TASK REQUIREMENTS - Pull each line containing "targets" out of the data and copy it.

[Opening INPUT DATA section]

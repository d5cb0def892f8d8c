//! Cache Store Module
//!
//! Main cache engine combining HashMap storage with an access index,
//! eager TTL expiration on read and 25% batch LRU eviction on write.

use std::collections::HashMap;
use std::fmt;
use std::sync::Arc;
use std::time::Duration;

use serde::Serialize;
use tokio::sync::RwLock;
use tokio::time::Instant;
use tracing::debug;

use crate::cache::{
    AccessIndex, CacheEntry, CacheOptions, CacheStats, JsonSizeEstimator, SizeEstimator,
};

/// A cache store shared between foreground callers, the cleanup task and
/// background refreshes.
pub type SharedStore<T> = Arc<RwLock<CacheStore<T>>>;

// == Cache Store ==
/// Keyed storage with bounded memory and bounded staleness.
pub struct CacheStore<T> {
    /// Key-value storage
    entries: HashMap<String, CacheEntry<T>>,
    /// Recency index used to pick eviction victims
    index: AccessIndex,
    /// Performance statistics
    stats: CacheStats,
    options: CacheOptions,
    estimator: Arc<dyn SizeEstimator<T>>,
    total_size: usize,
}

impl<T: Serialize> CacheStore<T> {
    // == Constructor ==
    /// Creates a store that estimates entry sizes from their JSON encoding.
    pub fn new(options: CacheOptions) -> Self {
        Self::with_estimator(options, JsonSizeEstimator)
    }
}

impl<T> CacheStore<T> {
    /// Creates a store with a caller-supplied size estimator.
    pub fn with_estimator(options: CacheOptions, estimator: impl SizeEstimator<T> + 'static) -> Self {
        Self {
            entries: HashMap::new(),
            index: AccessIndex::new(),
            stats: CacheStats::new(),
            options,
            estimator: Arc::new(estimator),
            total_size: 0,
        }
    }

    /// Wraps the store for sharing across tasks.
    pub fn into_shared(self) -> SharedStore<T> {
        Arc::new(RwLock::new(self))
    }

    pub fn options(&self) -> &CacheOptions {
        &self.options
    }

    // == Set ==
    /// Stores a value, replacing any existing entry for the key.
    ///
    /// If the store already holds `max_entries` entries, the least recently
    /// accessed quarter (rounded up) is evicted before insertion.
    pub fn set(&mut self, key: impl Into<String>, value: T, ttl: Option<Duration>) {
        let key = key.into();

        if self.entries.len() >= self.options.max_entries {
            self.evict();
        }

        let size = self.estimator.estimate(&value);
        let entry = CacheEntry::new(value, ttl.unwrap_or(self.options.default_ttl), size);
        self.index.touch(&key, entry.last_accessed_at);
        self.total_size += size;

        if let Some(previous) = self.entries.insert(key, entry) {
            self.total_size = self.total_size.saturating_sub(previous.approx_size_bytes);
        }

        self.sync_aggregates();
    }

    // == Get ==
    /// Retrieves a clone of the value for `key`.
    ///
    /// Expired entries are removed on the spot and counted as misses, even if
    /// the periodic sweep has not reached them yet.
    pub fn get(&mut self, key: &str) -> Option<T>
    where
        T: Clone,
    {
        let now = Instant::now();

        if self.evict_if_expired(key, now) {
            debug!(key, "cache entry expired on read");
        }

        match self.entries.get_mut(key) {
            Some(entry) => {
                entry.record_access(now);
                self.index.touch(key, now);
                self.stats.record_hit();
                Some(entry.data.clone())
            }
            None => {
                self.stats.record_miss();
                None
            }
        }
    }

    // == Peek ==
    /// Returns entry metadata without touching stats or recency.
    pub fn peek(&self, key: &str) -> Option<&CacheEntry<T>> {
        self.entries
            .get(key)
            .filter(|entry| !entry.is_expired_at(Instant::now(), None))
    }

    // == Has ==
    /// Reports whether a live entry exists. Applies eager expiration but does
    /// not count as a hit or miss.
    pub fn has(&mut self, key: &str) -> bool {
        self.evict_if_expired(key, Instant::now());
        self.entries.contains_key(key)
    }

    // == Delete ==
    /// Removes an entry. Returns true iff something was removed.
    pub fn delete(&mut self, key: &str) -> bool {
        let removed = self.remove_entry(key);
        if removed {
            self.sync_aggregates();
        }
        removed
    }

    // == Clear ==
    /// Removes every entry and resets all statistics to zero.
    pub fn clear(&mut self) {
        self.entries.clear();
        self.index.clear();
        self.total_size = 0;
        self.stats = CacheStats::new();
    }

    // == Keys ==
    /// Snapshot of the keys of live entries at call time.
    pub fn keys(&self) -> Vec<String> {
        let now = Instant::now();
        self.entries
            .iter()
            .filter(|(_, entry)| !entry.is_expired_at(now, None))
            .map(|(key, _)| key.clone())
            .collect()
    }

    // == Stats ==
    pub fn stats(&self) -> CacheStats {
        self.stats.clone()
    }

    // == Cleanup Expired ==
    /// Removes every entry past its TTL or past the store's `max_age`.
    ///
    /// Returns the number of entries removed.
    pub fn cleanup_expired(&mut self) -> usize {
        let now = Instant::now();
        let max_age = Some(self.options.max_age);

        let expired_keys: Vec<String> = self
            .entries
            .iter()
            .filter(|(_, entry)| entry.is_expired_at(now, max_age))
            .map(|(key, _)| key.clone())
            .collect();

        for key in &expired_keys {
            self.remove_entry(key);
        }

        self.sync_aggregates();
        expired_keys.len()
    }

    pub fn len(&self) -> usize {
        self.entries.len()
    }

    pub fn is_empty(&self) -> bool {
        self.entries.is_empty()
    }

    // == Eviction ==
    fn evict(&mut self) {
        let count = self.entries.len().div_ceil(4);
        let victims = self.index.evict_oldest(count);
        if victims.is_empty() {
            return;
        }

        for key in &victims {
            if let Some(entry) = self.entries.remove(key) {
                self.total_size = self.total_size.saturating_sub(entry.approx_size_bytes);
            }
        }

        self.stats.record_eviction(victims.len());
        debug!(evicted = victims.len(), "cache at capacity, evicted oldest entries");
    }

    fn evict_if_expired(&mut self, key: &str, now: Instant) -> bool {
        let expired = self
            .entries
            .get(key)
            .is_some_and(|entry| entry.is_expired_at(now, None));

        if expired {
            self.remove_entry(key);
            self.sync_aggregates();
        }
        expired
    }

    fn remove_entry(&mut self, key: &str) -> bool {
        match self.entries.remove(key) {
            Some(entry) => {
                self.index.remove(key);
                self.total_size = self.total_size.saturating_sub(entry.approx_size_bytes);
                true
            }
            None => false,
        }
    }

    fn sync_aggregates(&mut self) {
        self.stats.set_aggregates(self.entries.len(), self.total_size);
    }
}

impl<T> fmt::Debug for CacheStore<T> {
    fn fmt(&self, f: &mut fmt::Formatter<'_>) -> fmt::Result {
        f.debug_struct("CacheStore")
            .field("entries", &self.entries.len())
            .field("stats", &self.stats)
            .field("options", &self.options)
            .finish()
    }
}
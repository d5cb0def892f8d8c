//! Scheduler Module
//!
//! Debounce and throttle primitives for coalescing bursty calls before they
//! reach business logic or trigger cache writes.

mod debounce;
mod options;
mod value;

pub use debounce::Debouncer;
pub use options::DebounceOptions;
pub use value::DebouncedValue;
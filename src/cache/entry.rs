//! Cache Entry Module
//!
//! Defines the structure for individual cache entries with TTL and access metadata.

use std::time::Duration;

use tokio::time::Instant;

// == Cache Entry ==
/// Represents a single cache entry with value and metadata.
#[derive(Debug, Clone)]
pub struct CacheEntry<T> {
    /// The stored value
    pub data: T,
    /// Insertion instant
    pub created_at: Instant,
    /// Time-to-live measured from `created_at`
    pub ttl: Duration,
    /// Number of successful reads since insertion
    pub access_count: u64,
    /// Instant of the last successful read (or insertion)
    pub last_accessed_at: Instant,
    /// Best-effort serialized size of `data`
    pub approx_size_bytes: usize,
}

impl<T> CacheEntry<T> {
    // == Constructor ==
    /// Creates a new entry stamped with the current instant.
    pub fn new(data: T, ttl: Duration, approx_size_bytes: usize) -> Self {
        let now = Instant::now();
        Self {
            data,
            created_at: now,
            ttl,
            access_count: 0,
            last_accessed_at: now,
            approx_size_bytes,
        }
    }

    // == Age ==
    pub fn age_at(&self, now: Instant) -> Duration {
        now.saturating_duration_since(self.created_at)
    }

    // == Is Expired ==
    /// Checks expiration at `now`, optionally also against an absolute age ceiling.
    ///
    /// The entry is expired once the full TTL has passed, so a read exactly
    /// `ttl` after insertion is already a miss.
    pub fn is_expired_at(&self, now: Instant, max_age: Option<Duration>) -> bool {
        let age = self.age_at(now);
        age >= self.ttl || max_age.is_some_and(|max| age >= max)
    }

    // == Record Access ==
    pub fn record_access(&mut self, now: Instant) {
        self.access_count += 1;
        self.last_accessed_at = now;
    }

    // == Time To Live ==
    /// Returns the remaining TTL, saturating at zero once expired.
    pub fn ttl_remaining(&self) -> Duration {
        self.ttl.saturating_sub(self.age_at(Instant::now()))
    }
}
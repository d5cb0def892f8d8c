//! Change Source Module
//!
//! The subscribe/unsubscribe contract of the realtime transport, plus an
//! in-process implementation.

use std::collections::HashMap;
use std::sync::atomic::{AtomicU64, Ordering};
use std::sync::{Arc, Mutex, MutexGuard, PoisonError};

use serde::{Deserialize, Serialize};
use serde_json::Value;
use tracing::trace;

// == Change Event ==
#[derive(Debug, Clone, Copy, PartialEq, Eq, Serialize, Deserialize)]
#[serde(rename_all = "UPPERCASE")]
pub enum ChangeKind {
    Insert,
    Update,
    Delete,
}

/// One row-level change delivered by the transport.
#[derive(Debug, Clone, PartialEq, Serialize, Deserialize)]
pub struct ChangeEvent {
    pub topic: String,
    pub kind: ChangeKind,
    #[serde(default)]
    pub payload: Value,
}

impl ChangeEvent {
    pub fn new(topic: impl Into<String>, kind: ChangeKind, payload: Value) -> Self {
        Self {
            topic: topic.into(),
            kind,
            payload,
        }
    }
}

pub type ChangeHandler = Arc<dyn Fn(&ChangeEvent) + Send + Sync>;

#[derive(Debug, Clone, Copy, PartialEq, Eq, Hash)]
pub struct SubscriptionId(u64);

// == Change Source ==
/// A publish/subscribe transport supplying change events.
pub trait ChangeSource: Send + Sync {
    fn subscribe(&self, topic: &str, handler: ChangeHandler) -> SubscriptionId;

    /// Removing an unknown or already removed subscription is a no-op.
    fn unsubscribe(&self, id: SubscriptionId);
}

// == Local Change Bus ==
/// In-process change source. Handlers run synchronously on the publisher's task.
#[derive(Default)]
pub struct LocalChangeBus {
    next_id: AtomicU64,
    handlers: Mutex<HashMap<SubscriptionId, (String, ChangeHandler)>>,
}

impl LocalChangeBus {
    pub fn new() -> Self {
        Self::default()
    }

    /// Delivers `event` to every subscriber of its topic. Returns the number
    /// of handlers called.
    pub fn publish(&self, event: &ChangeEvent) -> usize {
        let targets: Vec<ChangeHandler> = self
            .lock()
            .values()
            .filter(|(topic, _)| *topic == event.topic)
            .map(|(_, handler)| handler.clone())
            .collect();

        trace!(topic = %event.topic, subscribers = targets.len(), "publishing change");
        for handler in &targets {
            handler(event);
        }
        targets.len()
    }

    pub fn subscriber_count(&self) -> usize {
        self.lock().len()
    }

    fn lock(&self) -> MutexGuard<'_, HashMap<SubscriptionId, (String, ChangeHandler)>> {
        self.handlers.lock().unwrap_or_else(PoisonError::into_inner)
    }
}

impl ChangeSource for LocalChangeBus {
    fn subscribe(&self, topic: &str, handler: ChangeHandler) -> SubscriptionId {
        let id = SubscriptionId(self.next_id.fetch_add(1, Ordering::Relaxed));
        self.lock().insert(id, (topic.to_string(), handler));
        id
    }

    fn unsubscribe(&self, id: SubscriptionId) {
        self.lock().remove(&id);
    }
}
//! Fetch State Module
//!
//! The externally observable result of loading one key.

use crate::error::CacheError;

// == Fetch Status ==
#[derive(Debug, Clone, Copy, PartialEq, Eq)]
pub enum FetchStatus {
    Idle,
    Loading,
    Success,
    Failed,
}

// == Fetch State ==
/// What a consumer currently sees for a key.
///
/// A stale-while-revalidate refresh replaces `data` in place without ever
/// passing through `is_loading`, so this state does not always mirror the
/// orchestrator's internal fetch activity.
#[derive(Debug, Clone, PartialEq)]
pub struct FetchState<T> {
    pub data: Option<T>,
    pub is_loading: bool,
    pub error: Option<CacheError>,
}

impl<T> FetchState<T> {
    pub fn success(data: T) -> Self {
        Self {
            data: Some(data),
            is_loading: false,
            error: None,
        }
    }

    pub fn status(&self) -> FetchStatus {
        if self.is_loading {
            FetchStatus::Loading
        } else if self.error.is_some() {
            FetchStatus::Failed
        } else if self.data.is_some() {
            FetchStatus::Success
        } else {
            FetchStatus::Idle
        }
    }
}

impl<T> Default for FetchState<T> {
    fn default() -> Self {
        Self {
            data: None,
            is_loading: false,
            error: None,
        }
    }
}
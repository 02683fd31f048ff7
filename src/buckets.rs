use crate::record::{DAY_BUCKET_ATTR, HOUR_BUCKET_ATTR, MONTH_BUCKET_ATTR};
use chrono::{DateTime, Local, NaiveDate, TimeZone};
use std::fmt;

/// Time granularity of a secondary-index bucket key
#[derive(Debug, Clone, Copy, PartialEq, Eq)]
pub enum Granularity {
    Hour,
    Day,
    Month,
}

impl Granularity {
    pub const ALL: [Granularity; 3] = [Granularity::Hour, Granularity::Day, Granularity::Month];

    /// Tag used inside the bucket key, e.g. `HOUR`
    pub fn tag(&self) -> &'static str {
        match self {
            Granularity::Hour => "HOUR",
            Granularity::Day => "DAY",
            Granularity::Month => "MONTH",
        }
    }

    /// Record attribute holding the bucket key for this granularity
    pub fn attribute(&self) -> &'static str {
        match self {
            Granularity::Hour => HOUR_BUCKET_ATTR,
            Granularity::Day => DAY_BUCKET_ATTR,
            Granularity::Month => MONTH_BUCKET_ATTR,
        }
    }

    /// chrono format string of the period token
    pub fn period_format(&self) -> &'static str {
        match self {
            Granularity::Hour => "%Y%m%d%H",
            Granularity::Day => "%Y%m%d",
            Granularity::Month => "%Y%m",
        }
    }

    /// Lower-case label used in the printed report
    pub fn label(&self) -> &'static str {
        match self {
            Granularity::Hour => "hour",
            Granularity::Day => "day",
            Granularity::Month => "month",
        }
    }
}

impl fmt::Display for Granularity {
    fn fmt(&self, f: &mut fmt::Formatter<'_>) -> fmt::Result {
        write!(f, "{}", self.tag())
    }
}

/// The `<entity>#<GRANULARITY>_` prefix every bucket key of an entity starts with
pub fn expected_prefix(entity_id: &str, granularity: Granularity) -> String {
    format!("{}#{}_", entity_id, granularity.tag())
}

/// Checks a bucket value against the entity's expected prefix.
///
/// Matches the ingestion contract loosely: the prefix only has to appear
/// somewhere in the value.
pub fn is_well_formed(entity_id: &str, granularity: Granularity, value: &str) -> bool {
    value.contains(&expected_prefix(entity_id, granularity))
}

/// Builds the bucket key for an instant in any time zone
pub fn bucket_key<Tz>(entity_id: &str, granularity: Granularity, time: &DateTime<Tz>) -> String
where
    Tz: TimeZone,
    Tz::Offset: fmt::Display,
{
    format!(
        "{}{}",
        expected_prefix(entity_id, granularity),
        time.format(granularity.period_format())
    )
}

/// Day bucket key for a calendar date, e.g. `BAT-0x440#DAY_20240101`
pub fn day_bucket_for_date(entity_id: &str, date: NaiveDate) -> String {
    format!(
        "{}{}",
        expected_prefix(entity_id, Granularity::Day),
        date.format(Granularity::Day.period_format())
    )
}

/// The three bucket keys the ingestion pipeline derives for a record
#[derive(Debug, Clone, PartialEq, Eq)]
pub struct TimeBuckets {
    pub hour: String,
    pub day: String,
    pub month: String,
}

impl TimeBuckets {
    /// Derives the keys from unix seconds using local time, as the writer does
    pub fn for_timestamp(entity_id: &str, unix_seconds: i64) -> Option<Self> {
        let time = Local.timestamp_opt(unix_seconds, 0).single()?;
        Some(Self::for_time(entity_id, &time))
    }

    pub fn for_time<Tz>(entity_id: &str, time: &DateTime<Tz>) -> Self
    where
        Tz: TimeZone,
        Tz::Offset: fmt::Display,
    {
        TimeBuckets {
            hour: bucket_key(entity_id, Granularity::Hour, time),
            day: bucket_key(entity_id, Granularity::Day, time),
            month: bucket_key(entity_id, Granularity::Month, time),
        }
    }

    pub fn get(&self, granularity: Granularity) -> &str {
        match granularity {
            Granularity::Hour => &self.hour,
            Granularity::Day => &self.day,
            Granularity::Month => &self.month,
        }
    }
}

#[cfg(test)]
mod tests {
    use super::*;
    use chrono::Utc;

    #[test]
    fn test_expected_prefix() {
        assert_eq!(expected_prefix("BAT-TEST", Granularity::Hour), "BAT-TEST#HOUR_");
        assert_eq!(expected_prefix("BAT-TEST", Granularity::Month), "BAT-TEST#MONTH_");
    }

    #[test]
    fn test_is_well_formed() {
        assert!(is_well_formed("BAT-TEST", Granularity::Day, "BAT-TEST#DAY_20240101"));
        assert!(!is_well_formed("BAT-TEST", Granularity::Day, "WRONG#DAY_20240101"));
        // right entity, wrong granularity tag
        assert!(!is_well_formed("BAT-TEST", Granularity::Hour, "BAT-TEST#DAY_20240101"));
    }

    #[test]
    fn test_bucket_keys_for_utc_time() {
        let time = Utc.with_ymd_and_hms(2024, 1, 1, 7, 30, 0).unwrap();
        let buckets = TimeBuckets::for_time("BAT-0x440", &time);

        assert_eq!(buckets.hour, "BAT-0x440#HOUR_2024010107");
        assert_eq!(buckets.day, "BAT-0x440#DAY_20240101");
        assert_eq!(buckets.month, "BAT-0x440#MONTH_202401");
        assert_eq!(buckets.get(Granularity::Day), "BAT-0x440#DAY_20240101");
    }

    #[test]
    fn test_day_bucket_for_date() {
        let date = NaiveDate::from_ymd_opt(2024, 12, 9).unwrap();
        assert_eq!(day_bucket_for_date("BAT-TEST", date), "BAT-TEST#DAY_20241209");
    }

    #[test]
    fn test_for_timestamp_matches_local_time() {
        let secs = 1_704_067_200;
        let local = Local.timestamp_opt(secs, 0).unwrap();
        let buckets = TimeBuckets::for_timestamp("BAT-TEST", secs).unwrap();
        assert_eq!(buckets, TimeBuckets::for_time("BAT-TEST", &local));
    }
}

[Closing INPUT DATA section]

SOLUTION TO THIS TASK -
        let targets: Vec<ChangeHandler> = self
        trace!(topic = %event.topic, subscribers = targets.len(), "publishing change");
        for handler in &targets {
        targets.len()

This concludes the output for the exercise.